Personal information
- Full name: Georgina Olwen Nelthorpe
- Born: 20 January 1997 (age 29) Guildford, England

Sport
- Country: Great Britain
- Sport: Amateur wrestling
- Weight class: 76 kg
- Event: Freestyle

Medal record
Women's freestyle wrestling
Representing England
Commonwealth Games
| Bronze medal – third place | 2018 Gold Coast | 76 kg |
| Bronze medal – third place | 2022 Birmingham | 76 kg |

= Georgina Nelthorpe =

British freestyle wrestler

Georgina Olwen Nelthorpe (born 20 January 1997) is a British freestyle wrestler. She is a two-time bronze medalist at the Commonwealth Games. She won one of the bronze medals in the women's 76 kg event at the 2018 Commonwealth Games and the 2022 Commonwealth Games.

== Career ==

Nelthorpe won one of the bronze medals in the women's freestyle 76 kg event at the 2018 Commonwealth Games held in Gold Coast, Australia.

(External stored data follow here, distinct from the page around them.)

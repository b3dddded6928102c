//! Mock socket service
//!
//! Creates mock sockets on demand and tracks every connected surrogate in a
//! live registry the test can inspect, drain or block on. Typical use:
//! hand the service (or a connector built over it) to the code under test,
//! let it "connect", then fetch the surrogate here and drive both pipe
//! directions plus the fault-injection controls.

use std::collections::VecDeque;
use std::sync::{Arc, Condvar, Mutex};
use std::time::{Duration, Instant};

use tracing::debug;

use crate::config::timing::INTERRUPT_POLL;
use crate::error::{MockSocketServiceError, ServiceResult};
use crate::task::take_interrupt;

use super::{MockSocket, MockSocketData};

struct RegistryInner {
    deque: Mutex<VecDeque<MockSocketData>>,
    available: Condvar,
}

/// Live, shared view of the connected-socket registry. Clones alias one
/// registry; mutations through any clone are visible everywhere.
#[derive(Clone)]
pub struct SocketRegistry {
    inner: Arc<RegistryInner>,
}

impl SocketRegistry {
    fn new() -> Self {
        Self {
            inner: Arc::new(RegistryInner {
                deque: Mutex::new(VecDeque::new()),
                available: Condvar::new(),
            }),
        }
    }

    pub fn len(&self) -> usize {
        self.inner.deque.lock().map(|d| d.len()).unwrap_or(0)
    }

    pub fn is_empty(&self) -> bool {
        self.len() == 0
    }

    /// Decoupled copy of the registry contents in insertion order.
    pub fn snapshot(&self) -> Vec<MockSocketData> {
        self.inner
            .deque
            .lock()
            .map(|d| d.iter().cloned().collect())
            .unwrap_or_default()
    }

    pub(crate) fn push_back(&self, data: MockSocketData) {
        if let Ok(mut deque) = self.inner.deque.lock() {
            deque.push_back(data);
        }
        self.inner.available.notify_all();
    }

    pub(crate) fn poll_front(&self) -> Option<MockSocketData> {
        self.inner
            .deque
            .lock()
            .ok()
            .and_then(|mut d| d.pop_front())
    }

    pub(crate) fn last(&self) -> Option<MockSocketData> {
        self.inner
            .deque
            .lock()
            .ok()
            .and_then(|d| d.back().cloned())
    }

    /// Blocking pop with a deadline. Observes the calling thread's
    /// interrupt flag.
    pub(crate) fn poll_front_timeout(
        &self,
        timeout: Duration,
    ) -> Result<Option<MockSocketData>, MockSocketServiceError> {
        let deadline = Instant::now() + timeout;
        let mut deque = self
            .inner
            .deque
            .lock()
            .map_err(|_| MockSocketServiceError::WaitInterrupted)?;
        loop {
            if let Some(front) = deque.pop_front() {
                return Ok(Some(front));
            }
            let now = Instant::now();
            if now >= deadline {
                return Ok(None);
            }
            if take_interrupt() {
                return Err(MockSocketServiceError::WaitInterrupted);
            }
            let wait = (deadline - now).min(INTERRUPT_POLL);
            deque = self
                .inner
                .available
                .wait_timeout(deque, wait)
                .map_err(|_| MockSocketServiceError::WaitInterrupted)?
                .0;
        }
    }
}

/// Service for creating and tracking mock sockets. Clones share one
/// registry, so the code under test can hold one clone while the test
/// drives another.
#[derive(Clone)]
pub struct MockSocketService {
    /// Buffer size for the pipes behind each socket's streams
    buffer_size: usize,
    registry: SocketRegistry,
}

impl MockSocketService {
    /// Create a service whose sockets buffer `buffer_size` bytes per pipe.
    pub fn new(buffer_size: usize) -> Self {
        Self {
            buffer_size,
            registry: SocketRegistry::new(),
        }
    }

    /// Create and "connect" a mock socket with a zero connect timeout.
    pub fn connect_socket(&self, host: &str, port: u16) -> MockSocket {
        self.connect_socket_with_timeout(host, port, 0)
    }

    /// Create a mock socket, record the connect arguments on its facade for
    /// later verification, and append it to the registry.
    pub fn connect_socket_with_timeout(
        &self,
        host: &str,
        port: u16,
        connect_timeout_ms: u64,
    ) -> MockSocket {
        let data = MockSocketData::create_socket(self.buffer_size);
        let socket = data.socket();
        socket.connect(host, port, connect_timeout_ms);
        debug!(host, port, "mock socket connected");
        self.registry.push_back(data);
        socket
    }

    /// The live registry of connected sockets, in connection order.
    pub fn all_connected_socket_mocks(&self) -> SocketRegistry {
        self.registry.clone()
    }

    /// Decoupled copy of the registry in connection order.
    pub fn all_connected_socket_mocks_snapshot(&self) -> Vec<MockSocketData> {
        self.registry.snapshot()
    }

    /// Drain the registry, returning everything connected so far. The
    /// returned list is decoupled from later connects.
    pub fn take_all_connected_socket_mocks(&self) -> Vec<MockSocketData> {
        let mut drained = Vec::new();
        while let Some(next) = self.registry.poll_front() {
            drained.push(next);
        }
        drained
    }

    /// The most recently connected socket mock.
    pub fn last_connected_socket_mock(&self) -> ServiceResult<MockSocketData> {
        self.registry
            .last()
            .ok_or(MockSocketServiceError::NoConnectedSockets)
    }

    /// The only connected socket mock, left in the registry.
    pub fn the_only_connected_socket_mock(&self) -> ServiceResult<MockSocketData> {
        let snapshot = self.registry.snapshot();
        if snapshot.len() > 1 {
            return Err(MockSocketServiceError::WrongSocketCount {
                count: snapshot.len(),
                expectation: "exactly one".to_string(),
            });
        }
        snapshot
            .into_iter()
            .next()
            .ok_or(MockSocketServiceError::NoConnectedSockets)
    }

    /// Remove and return the only connected socket mock. Fails if there
    /// were none, or if more remain after removing one.
    pub fn take_the_only_connected_socket_mock(&self) -> ServiceResult<MockSocketData> {
        let front = self
            .registry
            .poll_front()
            .ok_or(MockSocketServiceError::NoConnectedSockets)?;

        let remaining = self.registry.len();
        if remaining > 0 {
            return Err(MockSocketServiceError::WrongSocketCount {
                count: 1 + remaining,
                expectation: "exactly one".to_string(),
            });
        }
        Ok(front)
    }

    /// Remove and return the only connected socket mock, waiting up to
    /// `timeout_ms` for one to connect. Fails upfront if more than one is
    /// already connected.
    pub fn wait_for_and_take_the_only_connected_socket_mock(
        &self,
        timeout_ms: u64,
    ) -> ServiceResult<MockSocketData> {
        let size = self.registry.len();
        if size > 1 {
            return Err(MockSocketServiceError::WrongSocketCount {
                count: size,
                expectation: "one or none (yet)".to_string(),
            });
        }

        match self
            .registry
            .poll_front_timeout(Duration::from_millis(timeout_ms))?
        {
            Some(data) => Ok(data),
            None => Err(MockSocketServiceError::WaitTimeout(timeout_ms)),
        }
    }

    /// Asserts the registry is empty.
    ///
    /// # Panics
    ///
    /// Panics with the connected count when any socket mocks remain.
    pub fn assert_no_connected_socket_mocks(&self) {
        let size = self.registry.len();
        assert!(
            size == 0,
            "There are {} connected socket mocks instead of none",
            size
        );
    }
}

In 2019, Nelthorpe competed in the women's freestyle 76 kg event at the European Games held in Minsk, Belarus. She was eliminated in her second match by Sabira Aliyeva of Azerbaijan.

In March 2021, Nelthorpe competed at the European Qualification Tournament in Budapest, Hungary hoping to qualify for the 2020 Summer Olympics in Tokyo, Japan. She was eliminated in her second match by Mariya Oryashkova of Bulgaria. In May 2021, she failed to qualify for the Olympics at the World Olympic Qualification Tournament held in Sofia, Bulgaria. She was eliminated in her second match by María Acosta of Venezuela. In October 2021, she competed in the women's 76 kg event at the World Wrestling Championships held in Oslo, Norway where she was eliminated in her first match by Marina Surovtseva of Russia.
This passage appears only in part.